The problem in comparing US policies is that there is no "standard" policy to go by. Your wife's policy could have a larger deductible, larger co-pays and/or overall different coverage. Plus, your wife will be eligible for Medicare at age 65. Coming into the US from outside the system after age 65 throws all sorts of variables into the equation.
Cheers,
Bev


----------



## JohnSoCal (Sep 2, 2007)

Bevdeforges said:


> The problem in comparing US policies is that there is no "standard" policy to go by. Your wife's policy could have a larger deductible, larger co-pays and/or overall different coverage. Plus, your wife will be eligible for Medicare at age 65. Coming into the US from outside the system after age 65 throws all sorts of variables into the equation.
> Cheers,
> Bev


I can't wait until my wife starts receiving Medicare. I have a Medicare Advantage Plan from Health Net. It is excellent with great service and NO premium, NO co-pays, NO deductibles, and it covers prescription drugs. It also covers 100% of physical therapy with no limits, free gym membership, etc. I have used it a lot and will be getting hip replacements in both hips.

It is true that insurance policies vary all over based on several factors. My wifes plan is a PPO that is self directed. It is a very good policy.

There are several good web sites that one can use to compare the insurance options for the area where they live. I also have an insurance broker that is very helpful. I have had him since the days when I had my own corporation and bought group insurance. There are no fees for using broker and they can be a great help.

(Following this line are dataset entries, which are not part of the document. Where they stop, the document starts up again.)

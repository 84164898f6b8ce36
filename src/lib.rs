//! # Leveled Logger
//!
//! A leveled logging facade: a severity filter in front of a line-oriented
//! sink, with plain-text or JSON-lines output, predefined structured fields,
//! multi-destination logger groups and a process-wide default instance.
//!
//! ## Features
//!
//! - **Cheap when disabled**: calls below the threshold return before any
//!   formatting happens
//! - **Plain or structured**: `2009/01/23 01:23:23 main.rs:12: message` or
//!   one JSON object per line with predefined fields merged in
//! - **Fan-out**: logger groups deliver one call to many sinks, each with its
//!   own threshold
//! - **Thread Safe**: loggers and groups are shared freely between threads
//!
//! ## Example
//!
//! ```
//! use leveled_logger::prelude::*;
//! use std::sync::Arc;
//!
//! let sink = Arc::new(MemorySink::new());
//! let logger = Logger::new(LogLevel::Info, sink.clone(), FormatFlags::empty(), false);
//!
//! logger.debug(format_args!("dropped")).unwrap();
//! logger.info(format_args!("kept")).unwrap();
//! assert_eq!(sink.contents(), "kept\n");
//! ```

pub mod core;
pub mod global;
pub mod macros;
pub mod sinks;

pub mod prelude {
    pub use crate::core::{
        ExitHook, FieldValue, Fields, FormatFlags, LogLevel, Logger, LoggerBuilder, LoggerConfig,
        LoggerError, LoggerGroup, LoggerMetrics, Output, Result, Sink, DEFAULT_FLAGS,
    };
    pub use crate::sinks::{ConsoleSink, FileSink, MemorySink, WriterSink};
}

pub use crate::core::{
    process_exit, CallerLocation, ExitHook, FieldValue, Fields, FormatFlags, Header, LogLevel,
    Logger, LoggerBuilder, LoggerConfig, LoggerError, LoggerGroup, LoggerMetrics, Output, Result,
    Sink, DEFAULT_FLAGS, FATAL_EXIT_CODE, RESERVED_KEYS,
};
pub use sinks::{ConsoleSink, ConsoleStream, FileSink, MemorySink, WriterSink};
//! Editor-style queries at a byte offset, on top of [`NamespaceIndex`].

use serde::Serialize;
use std::path::Path;

use crate::declaration::NamespaceDeclaration;
use crate::index::NamespaceIndex;
use crate::navigation::{find_node_at_position, Location};
use crate::project::TreeProvider;
use crate::syntax::{NodeId, NodeKind};
use crate::target::TargetConfig;

#[derive(Debug, Clone, PartialEq, Eq, Serialize)]
pub struct QuickInfo {
    pub namespace: String,
    pub location: Location,
}

/// What sits under the cursor in a declaring file.
enum DeclarationSite {
    Annotation(String),
    Member(String, TargetConfig),
}

impl<P: TreeProvider> NamespaceIndex<P> {
    fn node_at(&mut self, path: &Path, offset: usize) -> Option<NodeId> {
        let path = self.provider().resolve_path(path);
        if !self.provider_mut().add_missing_file(&path) {
            return None;
        }
        let tree = self.provider().source_file(&path)?;
        find_node_at_position(tree, offset)
    }

    fn declaration_site(&mut self, path: &Path, offset: usize) -> Option<DeclarationSite> {
        let node = self.node_at(path, offset)?;
        let path = self.provider().resolve_path(path);
        let tree = self.provider().source_file(&path)?;
        let keyword = self.keyword();

        let declaration = NamespaceDeclaration::construct_from_node(tree, node, keyword, self.provider())?;
        if declaration.namespace().is_empty() {
            return None;
        }

        let on_tag = tree.kind(node) == NodeKind::AnnotationTag && tree.tag_name(node) == Some(keyword);
        if on_tag {
            return Some(DeclarationSite::Annotation(declaration.namespace().to_string()));
        }
        let config = declaration.target_config_for_node(tree, node)?;
        Some(DeclarationSite::Member(declaration.namespace().to_string(), config))
    }

    /// Namespace under the cursor when it rests on an annotation.
    pub fn quick_info(&mut self, path: &Path, offset: usize) -> Option<QuickInfo> {
        let node = self.node_at(path, offset)?;
        let path = self.provider().resolve_path(path);
        let tree = self.provider().source_file(&path)?;
        let keyword = self.keyword();
        if tree.kind(node) != NodeKind::AnnotationTag || tree.tag_name(node) != Some(keyword) {
            return None;
        }

        let declaration = NamespaceDeclaration::construct_from_node(tree, node, keyword, self.provider())?;
        if declaration.namespace().is_empty() {
            return None;
        }
        Some(QuickInfo {
            namespace: declaration.namespace().to_string(),
            location: declaration.location().clone(),
        })
    }

    /// On an annotation: the namespace key of every registration for it. On a
    /// declared member or function: every registered implementation.
    pub fn find_references(&mut self, path: &Path, offset: usize) -> Vec<Location> {
        let resolved = self.provider().resolve_path(path);
        if self.is_plugin_file(&resolved) {
            return Vec::new();
        }

        match self.declaration_site(path, offset) {
            Some(DeclarationSite::Annotation(namespace)) => self
                .lookup_references(&namespace)
                .into_iter()
                .map(|r| r.namespace_location().clone())
                .collect(),
            Some(DeclarationSite::Member(namespace, config)) => {
                self.resolve_implementation_for_member(&namespace, config.kind, &config.name)
            }
            None => Vec::new(),
        }
    }

    /// From a plugin registration to what it registers against.
    pub fn goto_definition(&mut self, path: &Path, offset: usize) -> Option<Location> {
        let resolved = self.provider().resolve_path(path);
        if !self.is_plugin_file(&resolved) {
            return None;
        }
        let node = self.node_at(path, offset)?;
        self.resolve_declared_member_for_implementation(path, node)
    }
}

#[cfg(test)]
mod tests {
    use super::*;
    use crate::config::Config;
    use crate::project::Project;

    const DECL: &str = "/** @namespace Shop/Cart */\nexport class Cart {\n  total = 0;\n  add() {}\n}\n";
    const PLUGIN: &str = "export default {\n  'Shop/Cart': {\n    'member-function': { add: () => {} },\n    'member-property': { total: 1 },\n  },\n};\n";

    fn index() -> NamespaceIndex<Project> {
        let project = Project::from_sources([("cart.ts", DECL), ("cart.plugin.ts", PLUGIN)]).unwrap();
        NamespaceIndex::new(project, &Config::default())
    }

    #[test]
    fn quick_info_on_annotation_only() {
        let mut idx = index();
        let info = idx.quick_info(Path::new("cart.ts"), DECL.find("Shop").unwrap()).unwrap();
        assert_eq!(info.namespace, "Shop/Cart");
        assert_eq!(info.location.span.start, DECL.find("Shop/Cart").unwrap());

        assert!(idx.quick_info(Path::new("cart.ts"), DECL.find("add").unwrap()).is_none());
        assert!(idx.quick_info(Path::new("missing.ts"), 0).is_none());
    }

    #[test]
    fn references_from_annotation_and_member() {
        let mut idx = index();
        let refs = idx.find_references(Path::new("cart.ts"), DECL.find("@namespace").unwrap());
        assert_eq!(refs.len(), 1);
        assert_eq!(refs[0].file, Path::new("cart.plugin.ts"));
        assert_eq!(refs[0].line, 2);

        let refs = idx.find_references(Path::new("cart.ts"), DECL.find("add").unwrap());
        assert_eq!(refs.len(), 1);
        assert_eq!(refs[0].line, 3);

        let refs = idx.find_references(Path::new("cart.ts"), DECL.find("total").unwrap());
        assert_eq!(refs.len(), 1);
        assert_eq!(refs[0].line, 4);
    }

    #[test]
    fn definition_from_registration() {
        let mut idx = index();
        let def = idx
            .goto_definition(Path::new("cart.plugin.ts"), PLUGIN.find("total").unwrap())
            .unwrap();
        assert_eq!(def.file, Path::new("cart.ts"));
        assert_eq!(def.line, 3);

        // inside the quoted namespace key
        let def = idx
            .goto_definition(Path::new("cart.plugin.ts"), PLUGIN.find("Cart'").unwrap())
            .unwrap();
        assert_eq!(def.span.start, DECL.find("Shop/Cart").unwrap());

        assert!(idx.goto_definition(Path::new("cart.ts"), 0).is_none());
    }

    #[test]
    fn definition_for_member_whose_value_looks_like_a_registration() {
        let decl = "/** @namespace Shop/Cart */\nclass Cart {\n  settings = {};\n}\n";
        let plugin = "export default {\n  'Shop/Cart': {\n    'member-property': { settings: { function: 1 } },\n  },\n};\n";
        let project = Project::from_sources([("cart.ts", decl), ("cart.plugin.ts", plugin)]).unwrap();
        let mut idx = NamespaceIndex::new(project, &Config::default());

        assert_eq!(idx.lookup_references("Shop/Cart").len(), 1);
        assert!(idx.diagnostics_for_file(Path::new("cart.plugin.ts")).is_empty());

        let def = idx
            .goto_definition(Path::new("cart.plugin.ts"), plugin.find("settings").unwrap())
            .unwrap();
        assert_eq!(def.file, Path::new("cart.ts"));
        assert_eq!(def.line, 3);
    }
}
impl<P: TreeProvider> NamespaceIndex<P> {
    pub fn new(provider: P, cfg: &Config) -> Self {
        Self {
            provider,
            keyword: cfg.annotation_keyword.clone(),
            plugin_marker: cfg.plugin_file_marker.clone(),
            state: IndexState::Empty,
            declarations: HashMap::new(),
            contributions: IndexMap::new(),
            reference_map: HashMap::new(),
        }
    }

    pub fn provider(&self) -> &P {
        &self.provider
    }

    /// Direct access to the provider. Call [`Self::notify_file_changed`] for
    /// every file changed through it.
    pub fn provider_mut(&mut self) -> &mut P {
        &mut self.provider
    }

    pub fn keyword(&self) -> &str {
        &self.keyword
    }

    pub fn state(&self) -> IndexState {
        self.state
    }

    /// Only the file name is matched; directories named like plugins don't count.
    pub fn is_plugin_file(&self, path: &Path) -> bool {
        path.file_name()
            .is_some_and(|name| name.to_string_lossy().contains(self.plugin_marker.as_str()))
    }

    /// Scan every source file once, in project order. Does nothing after the
    /// first successful call. An empty project leaves the index `Empty`.
    pub fn ensure_full_scan(&mut self) {
        if self.state == IndexState::Populated {
            return;
        }

        let files = self.provider.source_files();
        if !files.is_empty() {
            self.state = IndexState::Populated;
        }
        for path in &files {
            self.scan_file(path);
        }
        self.rebuild_reference_map();

        tracing::debug!(
            "full scan: {} files, {} declarations, {} referenced namespaces",
            files.len(),
            self.declarations.len(),
            self.reference_map.len()
        );
    }

    pub fn lookup_declaration(&mut self, namespace: &str) -> Option<&NamespaceDeclaration> {
        self.ensure_full_scan();
        self.declarations.get(namespace)
    }

    pub fn lookup_references(&mut self, namespace: &str) -> Vec<&NamespaceReference> {
        self.ensure_full_scan();
        self.references_for(namespace)
    }

    /// Every declared namespace, sorted.
    pub fn namespaces(&mut self) -> Vec<String> {
        self.ensure_full_scan();
        let mut out: Vec<String> = self.declarations.keys().cloned().collect();
        out.sort();
        out
    }

    /// Files that contributed plugin registrations, in project order.
    pub fn plugin_files(&mut self) -> Vec<PathBuf> {
        self.ensure_full_scan();
        self.contributions
            .iter()
            .filter(|(_, c)| matches!(c, FileContribution::References(_)))
            .map(|(p, _)| p.clone())
            .collect()
    }

    /// Warnings for the registrations `path` makes. Declarations never
    /// produce diagnostics.
    pub fn diagnostics_for_file(&mut self, path: &Path) -> Vec<Diagnostic> {
        self.ensure_full_scan();
        let path = self.provider.resolve_path(path);
        if !self.contributions.contains_key(&path) && self.provider.add_missing_file(&path) {
            self.scan_file(&path);
            self.rebuild_reference_map();
        }

        let Some(FileContribution::References(refs)) = self.contributions.get(&path) else {
            return Vec::new();
        };

        let mut out = Vec::new();
        for reference in refs {
            let Some(declaration) = self.declarations.get(reference.namespace()) else {
                out.push(Diagnostic::warning(
                    DiagnosticKind::NamespaceNotDeclared,
                    reference.namespace_location().clone(),
                ));
                continue;
            };

            let registrations = reference.registrations();
            if registrations.function.is_some() {
                continue;
            }

            for kind in CLASS_MEMBER_KINDS {
                for (name, implementation) in registrations.members(kind).into_iter().flatten() {
                    let config = TargetConfig::new(kind, name.clone());
                    if declaration.node_by_target_config(&config).is_none() {
                        out.push(Diagnostic::warning(
                            DiagnosticKind::MemberNotDeclared,
                            implementation.location.clone(),
                        ));
                    }
                }
            }
        }
        out
    }

    /// Diagnostics for every plugin file in the project.
    pub fn all_diagnostics(&mut self) -> Vec<Diagnostic> {
        let files = self.plugin_files();
        files.iter().flat_map(|p| self.diagnostics_for_file(p)).collect()
    }

    /// Re-read `path` from the provider and re-scan it. Declarations whose
    /// ancestor chain was read from `path` are re-scanned too. Returns every
    /// file that was re-scanned or dropped.
    pub fn notify_file_changed(&mut self, path: &Path) -> Vec<PathBuf> {
        let path = self.provider.resolve_path(path);
        let change = self.provider.reload_file(&path);
        tracing::debug!("{}: {change:?}", path.display());

        match change {
            FileChange::Removed | FileChange::Missing => {
                self.retract(&path);
                self.contributions.shift_remove(&path);
            }
            FileChange::Unchanged | FileChange::Updated | FileChange::Added => self.scan_file(&path),
        }

        let dependents: BTreeSet<PathBuf> = self
            .declarations
            .values()
            .filter(|d| d.depends_on(&path))
            .map(|d| d.file().to_path_buf())
            .collect();
        for dependent in &dependents {
            tracing::debug!("re-scanning {} (extends {})", dependent.display(), path.display());
            self.scan_file(dependent);
        }

        self.rebuild_reference_map();

        std::iter::once(path).chain(dependents).collect()
    }

    /// Where each registration for `(kind, member)` of `namespace` lives.
    pub fn resolve_implementation_for_member(
        &mut self,
        namespace: &str,
        kind: TargetKind,
        member: &str,
    ) -> Vec<Location> {
        let config = TargetConfig::new(kind, member);
        self.lookup_references(namespace)
            .into_iter()
            .filter_map(|r| r.impl_by_target_config(&config))
            .map(|imp| imp.location.clone())
            .collect()
    }

    /// The declared member a registration at `node` of `path` implements. On the
    /// namespace key itself, the declaration's namespace.
    pub fn resolve_declared_member_for_implementation(
        &mut self,
        path: &Path,
        node: NodeId,
    ) -> Option<Location> {
        self.ensure_full_scan();
        let path = self.provider.resolve_path(path);
        if !self.provider.add_missing_file(&path) {
            return None;
        }
        let tree = self.provider.source_file(&path)?;
        if node.index() >= tree.len() {
            return None;
        }

        // A cursor inside a quoted key lands on the string's fragment.
        let key = find_ancestor(tree, node, |id| tree.kind(id).is_string_or_identifier(), true)
            .unwrap_or(node);
        let reference = NamespaceReference::construct_from_node(tree, key)?;
        let declaration = self.declarations.get(reference.namespace())?;

        match reference.target_config_for_node(key) {
            Some(config) => declaration
                .node_by_target_config(&config)
                .map(|n| n.location.clone().as_definition()),
            None if key == reference.namespace_node() => Some(declaration.location().clone()),
            None => None,
        }
    }

    fn references_for(&self, namespace: &str) -> Vec<&NamespaceReference> {
        let Some(slots) = self.reference_map.get(namespace) else {
            return Vec::new();
        };
        slots
            .iter()
            .filter_map(|slot| match self.contributions.get_index(slot.file) {
                Some((_, FileContribution::References(refs))) => refs.get(slot.item),
                _ => None,
            })
            .collect()
    }

    fn rebuild_reference_map(&mut self) {
        self.reference_map.clear();
        for (file, (_, contribution)) in self.contributions.iter().enumerate() {
            let FileContribution::References(refs) = contribution else {
                continue;
            };
            for (item, reference) in refs.iter().enumerate() {
                self.reference_map
                    .entry(reference.namespace().to_string())
                    .or_default()
                    .push(ReferenceSlot { file, item });
            }
        }
    }

    /// Drop the declarations `path` contributed last time. References need no
    /// work here: they live in the contribution itself.
    fn retract(&mut self, path: &Path) {
        if let Some(FileContribution::Declarations(namespaces)) = self.contributions.get(path) {
            for namespace in namespaces {
                tracing::debug!("retracting {namespace} from {}", path.display());
                self.declarations.remove(namespace);
            }
        }
    }

    /// Retract then re-extract one file. The reference map must be rebuilt
    /// afterwards.
    fn scan_file(&mut self, path: &Path) {
        self.retract(path);

        let Some(tree) = self.provider.source_file(path) else {
            self.contributions.shift_remove(path);
            return;
        };

        if self.is_plugin_file(path) {
            let refs = extract_references(tree);
            tracing::debug!("{}: {} plugin registrations", path.display(), refs.len());
            self.contributions
                .insert(path.to_path_buf(), FileContribution::References(refs));
            return;
        }

        let found = extract_declarations(tree, &self.keyword, &self.provider);
        let mut namespaces = Vec::with_capacity(found.len());
        for declaration in found {
            let namespace = declaration.namespace().to_string();
            if let Some(previous) = self.declarations.get(&namespace) {
                if previous.file() != declaration.file() {
                    tracing::warn!(
                        "namespace {namespace} declared in {} replaces the one in {}",
                        declaration.file().display(),
                        previous.file().display()
                    );
                }
            }
            self.declarations.insert(namespace.clone(), declaration);
            namespaces.push(namespace);
        }
        self.contributions
            .insert(path.to_path_buf(), FileContribution::Declarations(namespaces));
    }
}
use std::collections::HashMap;
use std::io::{BufRead, BufReader, Write};
use std::process::{Command, Stdio};
use tempfile::TempDir;

#[test]
fn stdio_smoke() {
    // `cargo test` sets this for integration tests.
    let bin = env!("CARGO_BIN_EXE_nsxref");

    let dir = TempDir::new().expect("tempdir");
    let root = dir.path();
    std::fs::write(
        root.join("cart.ts"),
        "/** @namespace Shop/Cart */\nexport class Cart {\n  add() {}\n}\n",
    )
    .unwrap();
    std::fs::write(
        root.join("cart.plugin.ts"),
        "export default {\n  'Shop/Cart': { 'member-function': { add: () => {}, remove: () => {} } },\n  'Shop/Nope': { function: () => {} },\n};\n",
    )
    .unwrap();

    let mut child = Command::new(bin)
        .arg("--root")
        .arg(root)
        .arg("serve")
        .stdin(Stdio::piped())
        .stdout(Stdio::piped())
        .stderr(Stdio::null())
        .spawn()
        .expect("spawn nsxref serve");

    {
        let stdin = child.stdin.as_mut().expect("child stdin");

        // Keep each JSON-RPC message on one line (server reads by lines()).
        let requests = [
            serde_json::json!({
                "jsonrpc": "2.0",
                "id": 1,
                "method": "initialize",
                "params": { "protocolVersion": "2024-11-05" }
            }),
            // notification: no reply expected
            serde_json::json!({ "jsonrpc": "2.0", "method": "notifications/initialized" }),
            serde_json::json!({ "jsonrpc": "2.0", "id": 2, "method": "tools/list" }),
            serde_json::json!({
                "jsonrpc": "2.0",
                "id": 3,
                "method": "tools/call",
                "params": { "name": "diagnostics", "arguments": { "path": "cart.plugin.ts" } }
            }),
            serde_json::json!({
                "jsonrpc": "2.0",
                "id": 4,
                "method": "tools/call",
                "params": { "name": "lookup_references", "arguments": { "namespace": "Shop/Cart" } }
            }),
            serde_json::json!({ "jsonrpc": "2.0", "id": 5, "method": "no/such/method" }),
        ];
        for req in requests {
            writeln!(stdin, "{req}").unwrap();
        }
    }

    // Close stdin so the server loop can exit.
    drop(child.stdin.take());

    let stdout = child.stdout.take().expect("child stdout");
    let reader = BufReader::new(stdout);

    let mut replies_by_id: HashMap<i64, serde_json::Value> = HashMap::new();
    for line in reader.lines() {
        let line = line.expect("read stdout line");
        if line.trim().is_empty() {
            continue;
        }
        let v: serde_json::Value = serde_json::from_str(&line).expect("stdout is json");
        let id = v.get("id").and_then(|x| x.as_i64()).expect("json-rpc response id");
        replies_by_id.insert(id, v);
    }

    let status = child.wait().expect("wait child");
    assert!(status.success(), "server should exit cleanly on EOF");
    assert_eq!(replies_by_id.len(), 5, "notification must not be answered");

    // initialize
    {
        let v = &replies_by_id[&1];
        assert_eq!(v["jsonrpc"], "2.0");
        assert_eq!(v["result"]["serverInfo"]["name"], "nsxref");
    }

    // tools/list
    {
        let tools = replies_by_id[&2]["result"]["tools"].as_array().expect("tools array");
        let names: std::collections::HashSet<&str> =
            tools.iter().filter_map(|t| t["name"].as_str()).collect();
        for required in [
            "lookup_declaration",
            "lookup_references",
            "diagnostics",
            "notify_file_changed",
            "resolve_implementations",
            "resolve_declared_member",
            "find_references",
            "goto_definition",
            "quick_info",
        ] {
            assert!(names.contains(required), "missing tool: {required}");
        }
    }

    let text_of = |id: i64| -> serde_json::Value {
        let result = &replies_by_id[&id]["result"];
        assert_eq!(result["isError"], false, "tool call {id} failed: {result}");
        let text = result["content"][0]["text"].as_str().expect("text content");
        serde_json::from_str(text).expect("tool text is json")
    };

    // diagnostics
    {
        let diags = text_of(3);
        let codes: Vec<i64> = diags
            .as_array()
            .unwrap()
            .iter()
            .map(|d| d["code"].as_i64().unwrap())
            .collect();
        assert_eq!(codes, vec![191920, 191919]);
    }

    // lookup_references
    {
        let refs = text_of(4);
        let refs = refs.as_array().unwrap();
        assert_eq!(refs.len(), 1);
        assert_eq!(refs[0]["registrations"].as_array().unwrap().len(), 2);
    }

    // unknown method
    assert_eq!(replies_by_id[&5]["error"]["code"], -32601);
}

My sister lives in Canada and is a senior. We compare notes all the time and my insurance is far superior to what she has. A lot of what we consider to be routine preventative measures are not done there and heaven help you if you need a hip or knee replacement.


----------



## dusty321 (Feb 12, 2009)

my husband and I are hoping to re-locate to pinelle, FL we have 3 children all healthy, however, my husband suffers from Asthma, whichis under control with the use of medication and inhalers. It does concern me that our insurance may be sky high!! ive tried to get an idea of cost so we can budjet for this but obviously you have to give an address andzip co, which obviously don't have yet. any info greatly received!!!
Emma


----------



## Crawford (Jan 23, 2011)

dusty321 said:


> my husband and I are hoping to re-locate to pinelle, FL we have 3 children all healthy, however, my husband suffers from Asthma, whichis under control with the use of medication and inhalers. It does concern me that our insurance may be sky high!! ive tried to get an idea of cost so we can budjet for this but obviously you have to give an address andzip co, which obviously don't have yet. any info greatly received!!!
> Emma


If you go to ehealthinsurance.com you can get online quotes. Do a search for Pinelle County Florida zip codes to find out a zip code for town in that county. You don't need a street address to get an online quote. 

Remember these are just start up quotes. You won't get the final quote until you fill out all the forms - and the costs go up early. 

If you are going to have to get individual health insurance, as compared to Group health insurance with an employer, keep in mind the insurance companies can refuse you insurance for any pre-conditions.


----------